Many others either met or even surpassed expectations, but still declined, or at minimum did not advance as would normally be the case if the overall market were not at such elevated valuation levels. Still, these declines were not enough to stifle the momentum of the overall market.

The S&P 500 is now trading at about 20X trailing earnings (based on actual as-reported earnings). In comparison, the index was at a 29X P/E multiple at the peak of the tech bubble in 2000. Trailing earnings are not the most accurate way to judge the valuation of the stock market, however. Stocks trade on future expectations of earnings, which are largely influenced by analyst forecasts.

The long-term historical average P/E for the S&P 500 is 16X, so the current 20X is significantly higher (+25 percent). Looking ahead, 2014 as-reported earnings are expected to be about $108, which would give the S&P 500 a forward P/E of 16.7X — a bit above the historical average of 16X, but not dramatically so. The real question is: Is the $108 earnings estimate realistic?

The problem we will have with earnings as we move into 2014 (and beyond) is that companies have been making their quarters, not by growing revenues, but by cutting costs, including cutting employees. We are now five years into the recovery for the U.S. economy, so companies have exhausted just about every possible way to cut costs. Going forward, if they want to grow earnings, companies must grow revenues. Easier said than done!

The economy is growing at about 2 percent annually. Further, employment growth has been very sluggish (which is why the Fed continues to pump $85 billion each month into bond purchases to try to stimulate the economy so companies can hire people). But companies are not hiring, and in fact have been laying off people in alarming numbers.
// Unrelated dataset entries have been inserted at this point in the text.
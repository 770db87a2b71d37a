//! Metadata-only GGUF v3 writer
//!
//! Emits files with key/value pairs and no tensors, which is all a
//! vocabulary file needs.

use super::reader::GGUF_MAGIC;
use super::value::GgufValue;
use crate::error::{Error, Result};
use std::io::Write;
use std::path::Path;

/// Builder for metadata-only GGUF files, written in insertion order
#[derive(Debug, Default)]
pub struct GgufWriter {
    kv: Vec<(String, GgufValue)>,
}

impl GgufWriter {
    pub fn new() -> Self {
        Self::default()
    }

    pub fn add(&mut self, key: impl Into<String>, value: GgufValue) -> &mut Self {
        self.kv.push((key.into(), value));
        self
    }

    /// Serialize to bytes
    pub fn to_bytes(&self) -> Result<Vec<u8>> {
        let mut buf = Vec::new();
        buf.extend_from_slice(&GGUF_MAGIC.to_le_bytes());
        buf.extend_from_slice(&3u32.to_le_bytes());
        buf.extend_from_slice(&0u64.to_le_bytes());
        buf.extend_from_slice(&(self.kv.len() as u64).to_le_bytes());
        for (key, value) in &self.kv {
            put_str(&mut buf, key);
            buf.extend_from_slice(&(value.value_type() as u32).to_le_bytes());
            put_value(&mut buf, value)?;
        }
        Ok(buf)
    }

    pub fn write_to_path<P: AsRef<Path>>(&self, path: P) -> Result<()> {
        let bytes = self.to_bytes()?;
        let mut file = std::fs::File::create(path)?;
        file.write_all(&bytes)?;
        file.flush()?;
        Ok(())
    }
}

fn put_str(buf: &mut Vec<u8>, s: &str) {
    buf.extend_from_slice(&(s.len() as u64).to_le_bytes());
    buf.extend_from_slice(s.as_bytes());
}

fn put_value(buf: &mut Vec<u8>, value: &GgufValue) -> Result<()> {
    match value {
        GgufValue::Uint8(v) => buf.push(*v),
        GgufValue::Int8(v) => buf.push(*v as u8),
        GgufValue::Uint16(v) => buf.extend_from_slice(&v.to_le_bytes()),
        GgufValue::Int16(v) => buf.extend_from_slice(&v.to_le_bytes()),
        GgufValue::Uint32(v) => buf.extend_from_slice(&v.to_le_bytes()),
        GgufValue::Int32(v) => buf.extend_from_slice(&v.to_le_bytes()),
        GgufValue::Float32(v) => buf.extend_from_slice(&v.to_le_bytes()),
        GgufValue::Bool(v) => buf.push(u8::from(*v)),
        GgufValue::String(s) => put_str(buf, s),
        GgufValue::Uint64(v) => buf.extend_from_slice(&v.to_le_bytes()),
        GgufValue::Int64(v) => buf.extend_from_slice(&v.to_le_bytes()),
        GgufValue::Float64(v) => buf.extend_from_slice(&v.to_le_bytes()),
        GgufValue::Array(items) => {
            let elem = items.first().map(GgufValue::value_type);
            if items.iter().any(|it| Some(it.value_type()) != elem) {
                return Err(Error::InvalidArgument {
                    arg: "value",
                    reason: "GGUF arrays must be homogeneous".into(),
                });
            }
            // empty arrays are tagged as u8
            let tag = elem.map_or(0, |t| t as u32);
            buf.extend_from_slice(&tag.to_le_bytes());
            buf.extend_from_slice(&(items.len() as u64).to_le_bytes());
            for it in items {
                put_value(buf, it)?;
            }
        }
    }
    Ok(())
}
//! GGML element types and GGUF value type tags

use crate::quant::QuantFormat;
use std::fmt;

/// Element type of a tensor, numbered as in GGUF tensor-info entries.
///
/// Non-block types hold one element per "block"; for them
/// `type_size() == nb[0]` of a contiguous tensor.
#[derive(Debug, Clone, Copy, PartialEq, Eq, Hash)]
#[repr(u32)]
pub enum GgmlType {
    F32 = 0,
    F16 = 1,
    Q4_0 = 2,
    Q4_1 = 3,
    Q5_0 = 6,
    Q5_1 = 7,
    Q8_0 = 8,
    Q8_1 = 9,
    Q2K = 10,
    Q3K = 11,
    Q4K = 12,
    Q5K = 13,
    Q6K = 14,
    Q8K = 15,
    I8 = 24,
    I16 = 25,
    I32 = 26,
    I64 = 27,
    F64 = 28,
    BF16 = 30,
}

impl GgmlType {
    pub fn from_u32(v: u32) -> Option<Self> {
        Some(match v {
            0 => Self::F32,
            1 => Self::F16,
            2 => Self::Q4_0,
            3 => Self::Q4_1,
            6 => Self::Q5_0,
            7 => Self::Q5_1,
            8 => Self::Q8_0,
            9 => Self::Q8_1,
            10 => Self::Q2K,
            11 => Self::Q3K,
            12 => Self::Q4K,
            13 => Self::Q5K,
            14 => Self::Q6K,
            15 => Self::Q8K,
            24 => Self::I8,
            25 => Self::I16,
            26 => Self::I32,
            27 => Self::I64,
            28 => Self::F64,
            30 => Self::BF16,
            _ => return None,
        })
    }

    /// Lowercase ggml name, e.g. `"f16"` or `"q4_0"`
    pub const fn name(self) -> &'static str {
        match self {
            Self::F32 => "f32",
            Self::F16 => "f16",
            Self::Q4_0 => "q4_0",
            Self::Q4_1 => "q4_1",
            Self::Q5_0 => "q5_0",
            Self::Q5_1 => "q5_1",
            Self::Q8_0 => "q8_0",
            Self::Q8_1 => "q8_1",
            Self::Q2K => "q2_K",
            Self::Q3K => "q3_K",
            Self::Q4K => "q4_K",
            Self::Q5K => "q5_K",
            Self::Q6K => "q6_K",
            Self::Q8K => "q8_K",
            Self::I8 => "i8",
            Self::I16 => "i16",
            Self::I32 => "i32",
            Self::I64 => "i64",
            Self::F64 => "f64",
            Self::BF16 => "bf16",
        }
    }

    /// Number of elements per block
    pub const fn block_size(self) -> usize {
        match self {
            Self::Q4_0 | Self::Q4_1 | Self::Q5_0 | Self::Q5_1 | Self::Q8_0 | Self::Q8_1 => 32,
            Self::Q2K | Self::Q3K | Self::Q4K | Self::Q5K | Self::Q6K | Self::Q8K => 256,
            _ => 1,
        }
    }

    /// Bytes per block (bytes per element for non-block types)
    pub const fn type_size(self) -> usize {
        match self {
            Self::I8 => 1,
            Self::F16 | Self::BF16 | Self::I16 => 2,
            Self::F32 | Self::I32 => 4,
            Self::F64 | Self::I64 => 8,
            Self::Q4_0 => 18,
            Self::Q4_1 => 20,
            Self::Q5_0 => 22,
            Self::Q5_1 => 24,
            Self::Q8_0 => 34,
            Self::Q8_1 => 36,
            Self::Q2K => 84,
            Self::Q3K => 110,
            Self::Q4K => 144,
            Self::Q5K => 176,
            Self::Q6K => 210,
            Self::Q8K => 292,
        }
    }

    pub const fn is_quantized(self) -> bool {
        self.block_size() > 1
    }

    /// Block format with a CPU dequantizer, if any
    pub fn to_quant_format(self) -> Option<QuantFormat> {
        match self {
            Self::Q4_0 => Some(QuantFormat::Q4_0),
            Self::Q4_1 => Some(QuantFormat::Q4_1),
            Self::Q5_0 => Some(QuantFormat::Q5_0),
            Self::Q5_1 => Some(QuantFormat::Q5_1),
            Self::Q8_0 => Some(QuantFormat::Q8_0),
            Self::Q8_1 => Some(QuantFormat::Q8_1),
            _ => None,
        }
    }

    /// Bytes needed for one contiguous row of `ne0` elements
    pub const fn row_size(self, ne0: usize) -> usize {
        self.type_size() * ne0 / self.block_size()
    }
}

impl fmt::Display for GgmlType {
    fn fmt(&self, f: &mut fmt::Formatter<'_>) -> fmt::Result {
        f.write_str(self.name())
    }
}

/// GGUF metadata value types
#[derive(Debug, Clone, Copy, PartialEq, Eq)]
#[repr(u32)]
pub enum GgufValueType {
    Uint8 = 0,
    Int8 = 1,
    Uint16 = 2,
    Int16 = 3,
    Uint32 = 4,
    Int32 = 5,
    Float32 = 6,
    Bool = 7,
    String = 8,
    Array = 9,
    Uint64 = 10,
    Int64 = 11,
    Float64 = 12,
}

impl GgufValueType {
    pub fn from_u32(v: u32) -> Option<Self> {
        Some(match v {
            0 => Self::Uint8,
            1 => Self::Int8,
            2 => Self::Uint16,
            3 => Self::Int16,
            4 => Self::Uint32,
            5 => Self::Int32,
            6 => Self::Float32,
            7 => Self::Bool,
            8 => Self::String,
            9 => Self::Array,
            10 => Self::Uint64,
            11 => Self::Int64,
            12 => Self::Float64,
            _ => return None,
        })
    }
}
To grow S&P 500 earnings to $108 from the current trailing number of $91, or by 19 percent, companies must grow revenues significantly over the coming year. Revenue growth comes from just one place — spending. Since consumer spending accounts for about 70 percent of total GDP growth, it will be consumers who either make or break economic growth and therefore corporate earnings. Unless we see unemployment drop substantially from the current 7.3 percent, it is difficult to imagine that corporate earnings could grow by 19 percent in the next year.

In the near-term, stocks do appear to be overvalued. We are currently at all-time highs for the S&P 500 and the Dow Jones Industrial Average, and at a 13-plus year high for the technology-heavy NASDAQ Composite Index. Any disappointing data on the economy could be enough to trigger a 10 percent or greater correction in stocks. Corrections of this magnitude are quite common during bull market periods (we have already experienced several since the lows set in 2009). Any indication of a move by the Fed to taper off its bond-buying program before March could send stocks significantly lower.

Often, when stocks are expensive, just about anything can trigger a sell-off. With the added wrinkle of the risk of Fed tapering, both good and bad economic news could serve as that trigger. Good news, especially employment gains, could indicate that the Fed will taper sooner, while bad economic news can be interpreted to mean that future earnings will be weak.

With all this stated, the reality is that stocks have been in a strong up-trend for more than a year. Global GDP is about 30 percent higher today than it was at the peak of the economic cycle in 2007, before the financial markets imploded in 2008 and the economy entered the Great Recession. At the peak, the S&P 500 set a record high close of 1,565 in 2007. Adding 30 percent to that value would place the S&P 500 at a potential peak of 2,035, which would represent an additional 13 percent gain from the current level of the index.

It’s difficult to know where the rally will end and, when it ends, if the market will experience a significant sell-off, or simply stagnate but hold its ground. If history is any guide, we should expect an increasing level of volatility as the level of the index increases, which would mean more significant corrections, even as the bull market continues.